Gratitude vs. Cynicism, Sappy vs. Sophisticated: Who Wins?

I am glad to be alive. It’s normal to take this for granted, but it’s wonderful to really feel it. Yes, life is complicated, life can be hard, and there are few easy answers. Loss is inevitable. I had a rough year.  But it’s good to be alive – very good.  And it certainly beats the alternative, if you pause to think about it.

So I’ve been thinking about attitudes. And I’ve come to believe that attitudes are not only important, but can be chosen. Consider this: The 1913 children’s book “Pollyanna” has become a cultural icon (a.k.a. cliché) because of the eponymous character’s insistence upon looking on the bright side, finding the silver lining in every cloud, always looking for something to be glad about. To call someone “a Pollyanna” nowadays is considered insulting, a reference to naïvete and being out of touch with reality. And yet… I don’t see anything wrong with these two quotes from Pollyanna: “I found something to be glad about!” and “If you look for the bad in people you’re sure to find it, so look for the good in them instead.”  Are those just the words of a naïve child quoting her missionary father? Or are these ideas the stuff of wisdom? Who’s right, the sophisticated pessimist or the childlike optimist?

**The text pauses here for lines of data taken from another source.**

//! Interning table mapping identifier strings to dense integer IDs.
//!
//! Nearly every other module leans on this one: scanner keywords, device
//! names and port names are all `NameId`s, so the rest of the core can
//! compare and hash plain integers instead of strings.

use std::collections::HashMap;
use std::ops::Range;

use thiserror::Error;

/// Dense handle for an interned name. IDs are assigned in first-seen order
/// and are stable for the lifetime of the session.
#[derive(Clone, Copy, Debug, PartialEq, Eq, Hash, PartialOrd, Ord)]
pub struct NameId(u32);

impl NameId {
    /// Index of this name in the table's arena.
    #[inline]
    #[must_use]
    pub fn index(self) -> usize {
        self.0 as usize
    }
}

/// Raised by [`NameTable::query`] when the queried string could never have
/// been produced by the scanner as a name.
#[derive(Debug, Clone, PartialEq, Eq, Error)]
#[error("bad name string {0:?}: names are alphanumeric and not purely numeric")]
pub struct BadName(pub String);

/// Append-only string interner plus a counter handing out unique error-code
/// ranges to embedders.
///
/// Keywords are registered first, so they always receive the same low IDs
/// within a session.
#[derive(Debug, Default)]
pub struct NameTable {
    arena: Vec<String>,
    index: HashMap<String, NameId>,
    error_code_count: usize,
}

impl NameTable {
    #[must_use]
    pub fn new() -> Self {
        Self::default()
    }

    /// Interns a single name, returning its existing ID if already present.
    pub fn intern(&mut self, name: &str) -> NameId {
        debug_assert!(!name.is_empty(), "the empty string is never a name");
        if let Some(&id) = self.index.get(name) {
            return id;
        }
        let id = NameId(u32::try_from(self.arena.len()).unwrap_or(u32::MAX));
        self.arena.push(name.to_owned());
        self.index.insert(name.to_owned(), id);
        id
    }

    /// Interns every string in `names`; the result order matches the input
    /// order. Already-known strings keep their original IDs.
    pub fn lookup(&mut self, names: &[&str]) -> Vec<NameId> {
        names.iter().map(|name| self.intern(name)).collect()
    }

    /// Looks a name up without inserting it. Returns `Ok(None)` for unknown
    /// names and `Err(BadName)` for strings that cannot be names at all
    /// (empty, non-alphanumeric, or purely numeric).
    pub fn query(&self, name: &str) -> Result<Option<NameId>, BadName> {
        if name.is_empty()
            || !name.chars().all(|c| c.is_ascii_alphanumeric())
            || name.chars().all(|c| c.is_ascii_digit())
        {
            return Err(BadName(name.to_owned()));
        }
        Ok(self.index.get(name).copied())
    }

    /// Inverse lookup. `None` if the ID was never handed out by this table.
    #[must_use]
    pub fn get_string(&self, id: NameId) -> Option<&str> {
        self.arena.get(id.index()).map(String::as_str)
    }

    /// Allocates `n` fresh error codes. Codes are monotonically increasing
    /// and never recycled, so two calls always yield disjoint ranges.
    pub fn reserve_error_codes(&mut self, n: usize) -> Range<usize> {
        let start = self.error_code_count;
        self.error_code_count += n;
        start..self.error_code_count
    }

    /// Number of interned names.
    #[must_use]
    pub fn len(&self) -> usize {
        self.arena.len()
    }

    #[must_use]
    pub fn is_empty(&self) -> bool {
        self.arena.is_empty()
    }
}

#[cfg(test)]
mod tests {
    use super::*;

    #[test]
    fn intern_is_idempotent() {
        let mut names = NameTable::new();
        let a = names.intern("SW1");
        let b = names.intern("SW1");
        assert_eq!(a, b);
        assert_eq!(names.len(), 1);
    }

    #[test]
    fn lookup_preserves_input_order() {
        let mut names = NameTable::new();
        let ids = names.lookup(&["CLOCK", "SWITCH", "CLOCK"]);
        assert_eq!(ids[0], ids[2]);
        assert_ne!(ids[0], ids[1]);
        assert_eq!(names.get_string(ids[1]), Some("SWITCH"));
    }

    #[test]
    fn query_rejects_malformed_names() {
        let names = NameTable::new();
        assert!(names.query("123").is_err());
        assert!(names.query("a-b").is_err());
        assert!(names.query("").is_err());
        // Alphanumeric but not purely numeric: a legal query, just unknown.
        assert_eq!(names.query("1abc").unwrap(), None);
        assert_eq!(names.query("unseen").unwrap(), None);
    }

    #[test]
    fn error_codes_never_recycle() {
        let mut names = NameTable::new();
        let a = names.reserve_error_codes(8);
        let b = names.reserve_error_codes(3);
        assert_eq!(a, 0..8);
        assert_eq!(b, 8..11);
    }
}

To me, here’s the bottom line: Optimists live longer and have a measurably higher quality of life. In fact, I wrote a chapter in my medical school thesis about optimism, and here’s what I found: The scale of Optimism-Pessimism, as measured by the MMPI psychological test, is an accurate predictor for overall health and quality of life!  Pessimism is a predictor for depression, poorer physical health, and lower levels of achievement. 

Pessimism, and its bosom buddy cynicism, are fashionable these days.  We all know that disaster-mongering is a key to success for the news media.  Pessimists are comfortable with their “never wrong and rarely disappointed” attitudes, always fretting, expecting the worst from other people, even anticipating disappointment from life itself. If you expect the worst, then you can’t be disappointed, right?

But consider this: If it’s true that we can’t control what happens to us, only how we respond to it, then maybe it’s worth choosing the point of view that is associated with greater happiness and better health. Some lucky people are born with a sunny disposition. For the rest of us, it’s something we can learn.  In fact, “learned optimism” is just as powerful as innate optimism, as explained in a best-selling book 20 years ago by Martin Seligman, PhD: Learned Optimism: Change Your Mind, Change Your Life. Many people are led into depression by their own thought patterns, what Dr. Daniel Amen calls the ANTS, Automatic Negative Thoughts. Choosing to interrupt negative thought patterns by substituting calmer, more uplifting thoughts can be done – and it has tangible benefits.

Psychologists describe this as a person’s “explanatory style” – the habitual outlook of either making the worst of things (“People are no good… Other drivers always cut me off… There’s never enough money/time/whatever… Why bother trying, I’ll just make a mess of it anyway…”), as compared with the habit of looking on the bright side (“Several people did me favors today… I think this is a normal bump in the road… There’s always enough money/time/whatever to do what must be done… I can take pride in doing my personal best…”) These habitual internal dialogs are powerful! They shape people’s lives, for better or for worse.  And I’m happy to report that internal dialogs can and do improve, sometimes rapidly, in the face of overwhelming circumstances.

Overwhelming circumstances bring out the inner mystic in most people. I’ve heard that faith is based on experience. And if your everyday experience, even during trying times, is that there are sufficient resources for that day’s needs… then why worry? Why not just be grateful for it all?

Lately I’ve been told that I’m a Pollyanna – often in response to my attitude that I’m actually rather grateful for the difficulties of this past year. I wish this “Pollyanna” remark would be delivered with the humble gratitude that I feel in my heart, rather than the typical patronizing snub.  Within the past year I’ve experienced pain, cancer, financial setbacks, loss of loved ones, surgical menopause, chemotherapy, loss of faith, the nearness of death – and I know I’ve had the company of thousands of other brave souls enduring similar or worse ordeals. 

As a result of this series of setbacks, life has more clarity for me now than before: What I love, I really love! As for the rest, I don’t have time for it any more. I’m on borrowed time now, and I need to make it count. Most people are unaware of being on borrowed time; but in fact, each of us is born with a death sentence – doesn’t that mean we are all on borrowed time, all the time, anyway? So why waste precious time with negativity?

Recently the kindness and unexpected generosity of oh-so-many people and circumstances have piled up to a mountain of overwhelming gratitude for me. While I would not wish such a series of setbacks on anyone, the payback has been tremendous.  Clarity of purpose, and clarity of gratitude, are precious gifts in this life.

So call me a sap. I’m a happy sap who is glad to be alive.

-Deborah McKay, ND 

Dr. McKay is a weight-loss specialist, a cancer survivor, a wife and mother. This essay was written in 2010 as she was recovering from her ordeal with uterine cancer and a death in the family.